### Dataset
"""
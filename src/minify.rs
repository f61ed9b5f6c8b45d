//! §4.8 minification helpers: text-based number/dimension mangling and
//! the empty/duplicate rule elimination pass.
//!
//! Grounded on the teacher's own shorter-wins unit choice
//! (`values/time.rs`'s `ms`/`s` `ToCss` impl picks whichever
//! representation is shorter) and its leading/trailing zero trimming
//! (`values/number.rs::serialize_number`) — generalized here from
//! float-based serialization to text-based digit surgery, since this
//! core mangles the *lexical* number text directly rather than parsing
//! it to `f32` first (preserving precision the teacher's float
//! round-trip would lose is the whole point of keeping this in the
//! core instead of the printer).

use ahash::AHasher;
use indexmap::IndexMap;
use std::hash::{Hash, Hasher};

use crate::ast::Rule;

/// Drops trailing fractional zeros, a redundant leading `0`, and a
/// lone `.` left behind by the above. Exponents are left untouched.
/// Returns the (possibly unchanged) text and whether it changed.
pub fn mangle_number(text: &str) -> (String, bool) {
    if text.contains(['e', 'E']) {
        return (text.to_owned(), false);
    }

    let Some(dot) = text.find('.') else {
        return (text.to_owned(), false);
    };

    let (sign, rest) = split_sign(text);
    let dot_in_rest = dot - (text.len() - rest.len());
    let (int_part, frac_part) = rest.split_at(dot_in_rest);
    let frac_part = &frac_part[1..]; // drop the '.'

    let trimmed_frac = frac_part.trim_end_matches('0');

    let mut out = String::with_capacity(text.len());
    out.push_str(sign);

    if trimmed_frac.is_empty() {
        let int_trimmed = int_part.trim_start_matches('0');
        if int_trimmed.is_empty() {
            out.push('0');
        } else {
            out.push_str(int_trimmed);
        }
    } else {
        let int_trimmed = if int_part == "0" { "" } else { int_part.trim_start_matches('0') };
        out.push_str(int_trimmed);
        out.push('.');
        out.push_str(trimmed_frac);
    }

    let changed = out != text;
    (out, changed)
}

fn split_sign(text: &str) -> (&str, &str) {
    if let Some(rest) = text.strip_prefix('-') {
        ("-", rest)
    } else if let Some(rest) = text.strip_prefix('+') {
        ("+", rest)
    } else {
        ("", text)
    }
}

/// Shifts the decimal point of an exponent-free numeric text by
/// `offset` digits (positive = right, i.e. multiply by `10^offset`).
/// Used by unit conversion (e.g. seconds → milliseconds is `offset=3`).
pub fn shift_dot(text: &str, offset: i32) -> String {
    if text.contains(['e', 'E']) || offset == 0 {
        return text.to_owned();
    }

    let (sign, rest) = split_sign(text);
    let (int_part, frac_part) = match rest.find('.') {
        Some(dot) => (&rest[..dot], &rest[dot + 1..]),
        None => (rest, ""),
    };

    let mut digits: Vec<u8> = int_part.bytes().chain(frac_part.bytes()).collect();
    let mut point = int_part.len() as i32 + offset;

    if point < 0 {
        let pad = (-point) as usize;
        let mut padded = vec![b'0'; pad];
        padded.extend(digits);
        digits = padded;
        point = 0;
    } else if point as usize > digits.len() {
        let pad = point as usize - digits.len();
        digits.extend(std::iter::repeat(b'0').take(pad));
    }

    let point = point as usize;
    let (int_digits, frac_digits) = digits.split_at(point);

    let int_str = {
        let s = std::str::from_utf8(int_digits).unwrap();
        let trimmed = s.trim_start_matches('0');
        if trimmed.is_empty() { "0" } else { trimmed }
    };
    let frac_str = std::str::from_utf8(frac_digits).unwrap().trim_end_matches('0');

    let mut out = String::new();
    out.push_str(sign);
    out.push_str(int_str);
    if !frac_str.is_empty() {
        out.push('.');
        out.push_str(frac_str);
    }
    out
}

/// Rewrites a `(number, unit)` dimension under minification. Only
/// `ms`/`s` time units are converted today (§4.8); any other unit is
/// returned with its number passed through [`mangle_number`]
/// unchanged otherwise.
pub fn mangle_dimension(number: &str, unit: &str) -> String {
    let mangled_number = mangle_number(number).0;

    let lower = unit.to_ascii_lowercase();
    let converted = match lower.as_str() {
        "ms" => Some((shift_dot(&mangled_number, -3), "s")),
        "s" => Some((shift_dot(&mangled_number, 3), "ms")),
        _ => None,
    };

    match converted {
        Some((alt_number, alt_unit)) => {
            let alt_number = mangle_number(&alt_number).0;
            let original = format!("{}{}", mangled_number, unit);
            let alternative = format!("{}{}", alt_number, alt_unit);
            if alternative.len() < original.len() {
                alternative
            } else {
                original
            }
        }
        None => format!("{}{}", mangled_number, unit),
    }
}

/// Removes structurally-empty rules and, among the rest, keeps only the
/// last occurrence of each group of structurally-equal rules (§4.8).
/// Scans from the end so "last wins" falls out of a single forward
/// pass over the reversed order rather than needing a second pass.
pub fn remove_empty_and_duplicate_rules(rules: Vec<Rule>) -> Vec<Rule> {
    let mut buckets: IndexMap<u32, Vec<usize>> = IndexMap::new();
    let mut keep = vec![false; rules.len()];

    for (idx, rule) in rules.iter().enumerate().rev() {
        if rule.is_structurally_empty() {
            continue;
        }

        match rule.structural_hash() {
            Some(hash) => {
                let bucket = buckets.entry(hash).or_default();
                let is_duplicate = bucket.iter().any(|&other_idx| rules[other_idx].structurally_equal(rule));
                if is_duplicate {
                    continue;
                }
                bucket.push(idx);
                keep[idx] = true;
            }
            None => {
                keep[idx] = true;
            }
        }
    }

    rules.into_iter().zip(keep).filter_map(|(rule, k)| if k { Some(rule) } else { None }).collect()
}

/// A 32-bit structural hash via `ahash`, seeded per call so buckets are
/// reproducible within one parse and never leak state across parses
/// (§9's open "per-process vs per-parse" question, decided for
/// determinism under test).
pub fn structural_hash(value: &impl Hash) -> u32 {
    let mut hasher = AHasher::default();
    value.hash(&mut hasher);
    (hasher.finish() & 0xFFFF_FFFF) as u32
}

#[cfg(test)]
mod tests {
    use super::*;

    #[test]
    fn mangle_number_drops_trailing_fraction_zeros() {
        assert_eq!(mangle_number("1.50").0, "1.5");
        assert_eq!(mangle_number("1.0").0, "1");
        assert_eq!(mangle_number("0.50").0, ".5");
        assert_eq!(mangle_number("-0.50").0, "-.5");
        assert_eq!(mangle_number("0.0").0, "0");
    }

    #[test]
    fn mangle_number_is_idempotent() {
        for n in ["1.50", "1.0", "0.50", "-0.50", "0.0", "10", "-3"] {
            let once = mangle_number(n).0;
            let twice = mangle_number(&once).0;
            assert_eq!(once, twice);
        }
    }

    #[test]
    fn shift_dot_round_trips() {
        for (n, k) in [("1.5", 3), ("0.5", -3), ("120", 2), ("0.001", 3)] {
            let shifted = shift_dot(n, k);
            let back = shift_dot(&shifted, -k);
            assert_eq!(mangle_number(&back).0, mangle_number(n).0);
        }
    }

    #[test]
    fn dimension_picks_shorter_form() {
        assert_eq!(mangle_dimension("0.50", "ms"), ".5ms");
        assert_eq!(mangle_dimension("500", "ms"), ".5s");
    }
}
//! §4.2 rule-list parser: top-level and nested rule sequences, at-rule
//! dispatch, and the top-level ordering diagnostics for `@charset`/
//! `@import`.

use crate::ast::Rule;
use crate::at_rule;
use crate::driver::Driver;
use crate::error::{DiagnosticSink, SourcePos};
use crate::minify;
use crate::options::ParserOptions;
use crate::qualified_rule::{self, DefaultSelectorGrammar};
use crate::token::LexKind;

pub fn parse_rule_list<S: DiagnosticSink>(
    driver: &mut Driver<S>,
    opts: &ParserOptions,
    is_top_level: bool,
    parse_selectors: bool,
) -> Vec<Rule> {
    let mut rules = Vec::new();
    let mut last_rule_pos: Option<SourcePos> = None;
    let mut saw_non_charset_import_rule = false;
    let mut charset_order_reported = false;
    let mut import_order_reported = false;

    loop {
        driver.skip_whitespace();

        if driver.at_eof() || driver.peek(LexKind::BraceClose) {
            break;
        }

        if is_top_level && (driver.peek(LexKind::Cdo) || driver.peek(LexKind::Cdc)) {
            driver.advance();
            continue;
        }

        let rule_start_pos = driver.current().start();

        let rule = if driver.peek(LexKind::AtKeyword) {
            let rule = at_rule::parse_at_rule(driver, opts, parse_selectors);

            if is_top_level {
                match &rule {
                    Rule::AtCharset { .. } => {
                        if !rules.is_empty() && !charset_order_reported {
                            charset_order_reported = true;
                            at_rule::report_charset_not_first(
                                driver,
                                rule_start_pos,
                                last_rule_pos.unwrap_or(rule_start_pos),
                            );
                        }
                    }
                    Rule::AtImport { .. } => {
                        if saw_non_charset_import_rule && !import_order_reported {
                            import_order_reported = true;
                            at_rule::report_import_after_other(driver, rule_start_pos);
                        }
                    }
                    _ => saw_non_charset_import_rule = true,
                }
            }

            rule
        } else {
            if is_top_level {
                saw_non_charset_import_rule = true;
            }
            qualified_rule::parse_qualified_rule(driver, opts, &DefaultSelectorGrammar, parse_selectors)
        };

        last_rule_pos = Some(rule_start_pos);
        rules.push(rule);
    }

    if opts.mangle_syntax {
        rules = minify::remove_empty_and_duplicate_rules(rules);
    }

    rules
}

#[cfg(test)]
mod tests {
    use super::*;
    use crate::error::{CollectingSink, OrderingViolation, ParserError};
    use crate::import_record::ImportRecords;
    use crate::token;

    fn parse(source: &str, opts: &ParserOptions) -> (Vec<Rule>, Vec<crate::error::Diagnostic>) {
        let tokens = token::tokenize(source);
        let mut sink = CollectingSink::new();
        let mut records = ImportRecords::new();
        let mut driver = Driver::new(&tokens, &mut sink, &mut records);
        let rules = parse_rule_list(&mut driver, opts, true, true);
        (rules, sink.diagnostics)
    }

    #[test]
    fn cdo_cdc_are_skipped_at_top_level() {
        let (rules, diagnostics) = parse("<!-- a {} -->", &ParserOptions::default());
        assert!(diagnostics.is_empty());
        assert_eq!(rules.len(), 1);
    }

    #[test]
    fn import_after_selector_rule_warns_once() {
        let (_, diagnostics) = parse(r#"a {} @import "x.css"; @import "y.css";"#, &ParserOptions::default());
        assert_eq!(diagnostics.len(), 1);
        assert!(matches!(diagnostics[0].error, ParserError::Ordering(OrderingViolation::ImportAfterOtherRule)));
    }

    #[test]
    fn import_before_any_other_rule_is_silent() {
        let (_, diagnostics) = parse(r#"@import "x.css"; a {}"#, &ParserOptions::default());
        assert!(diagnostics.is_empty());
    }
}
//! Diagnostic model for the parser core.
//!
//! Every production in this crate recovers from malformed input, so all
//! errors surfaced here are warnings in the sense of the calling
//! application: a [`Parse`](crate::parse) call never fails outright.
//! `ParserError` classifies *what* went wrong; [`Diagnostic`] pairs it
//! with a source position and an optional note, and is what actually
//! gets pushed to a [`DiagnosticSink`].

use std::fmt;

use crate::token::LexKind;

/// The taxonomy from the parsing-errors design: every variant here is
/// something the core recovers from and keeps parsing after.
#[derive(Debug, Clone, PartialEq)]
pub enum ParserError {
    /// A specific token kind was required and absent.
    ExpectedToken { expected: LexKind, found: String },
    /// No valid production begins at the current token.
    UnexpectedToken(String),
    /// `@charset` was not the first rule, or `@import` followed a
    /// non-import/non-charset rule.
    Ordering(OrderingViolation),
    /// `@namespace` was encountered; recognized but not implemented.
    Unsupported(&'static str),
    /// `@charset` declared something other than `"UTF-8"`.
    Encoding(String),
    /// An at-rule that requires a block was terminated with `;`/EOF, or
    /// an at-rule that forbids a block was given one.
    InvalidAtRuleBlockPresence { at_keyword: String, had_block: bool },
}

#[derive(Debug, Clone, Copy, PartialEq, Eq)]
pub enum OrderingViolation {
    CharsetNotFirst,
    ImportAfterOtherRule,
}

impl fmt::Display for ParserError {
    fn fmt(&self, f: &mut fmt::Formatter<'_>) -> fmt::Result {
        match self {
            ParserError::ExpectedToken { expected, found } => {
                write!(f, "Expected {} but found {}", expected.describe(), found)
            }
            ParserError::UnexpectedToken(found) => write!(f, "Unexpected {}", found),
            ParserError::Ordering(OrderingViolation::CharsetNotFirst) => {
                write!(f, "@charset must be the first rule in the stylesheet")
            }
            ParserError::Ordering(OrderingViolation::ImportAfterOtherRule) => {
                write!(f, "@import rules must precede all rules other than @charset")
            }
            ParserError::Unsupported(feature) => write!(f, "{} is not supported", feature),
            ParserError::Encoding(found) => {
                write!(f, "@charset must declare \"UTF-8\", found \"{}\"", found)
            }
            ParserError::InvalidAtRuleBlockPresence { at_keyword, had_block: true } => {
                write!(f, "@{} does not take a block", at_keyword)
            }
            ParserError::InvalidAtRuleBlockPresence { at_keyword, had_block: false } => {
                write!(f, "@{} requires a block", at_keyword)
            }
        }
    }
}

/// A single byte offset into the source text. Kept as a plain newtype
/// rather than reaching for `cssparser::SourceLocation` (line/column)
/// since the core only ever needs to compare and attach positions, and
/// line/column projection is a presentation concern for the caller.
#[derive(Debug, Clone, Copy, PartialEq, Eq, PartialOrd, Ord, Default)]
pub struct SourcePos(pub usize);

#[derive(Debug, Clone, PartialEq)]
pub struct Diagnostic {
    pub error: ParserError,
    pub position: SourcePos,
    pub note: Option<(String, SourcePos)>,
}

impl fmt::Display for Diagnostic {
    fn fmt(&self, f: &mut fmt::Formatter<'_>) -> fmt::Result {
        write!(f, "{} (at {})", self.error, self.position.0)?;
        if let Some((note, pos)) = &self.note {
            write!(f, " — note: {} (at {})", note, pos.0)?;
        }
        Ok(())
    }
}

/// Sink diagnostics are pushed to. Implementations are assumed safe to
/// call without interleaving from a single parse (the driver never
/// calls this from more than one logical thread of control).
pub trait DiagnosticSink {
    fn push(&mut self, diagnostic: Diagnostic);
}

/// Collects diagnostics into a `Vec`, additionally mirroring each one to
/// the `log` facade at `warn` level so embedding applications that wire
/// up `env_logger`/`tracing-log` see parser diagnostics without reading
/// the returned vector.
#[derive(Debug, Default)]
pub struct CollectingSink {
    pub diagnostics: Vec<Diagnostic>,
}

impl CollectingSink {
    pub fn new() -> Self {
        Self::default()
    }
}

impl DiagnosticSink for CollectingSink {
    fn push(&mut self, diagnostic: Diagnostic) {
        log::warn!(target: "css_core::parser", "{}", diagnostic);
        self.diagnostics.push(diagnostic);
    }
}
"""
### Exercise goal
Could you please copy the lines above exactly, beginning at the first and ending at the line that contains "rather than parsing"?

### Exercise answer
filename src/minify.rs
repository f61ed9b5f6c8b45d
//! §4.8 minification helpers: text-based number/dimension mangling and
//! the empty/duplicate rule elimination pass.
//!
//! Grounded on the teacher's own shorter-wins unit choice
//! (`values/time.rs`'s `ms`/`s` `ToCss` impl picks whichever
//! representation is shorter) and its leading/trailing zero trimming
//! (`values/number.rs::serialize_number`) — generalized here from
//! float-based serialization to text-based digit surgery, since this
//! core mangles the *lexical* number text directly rather than parsing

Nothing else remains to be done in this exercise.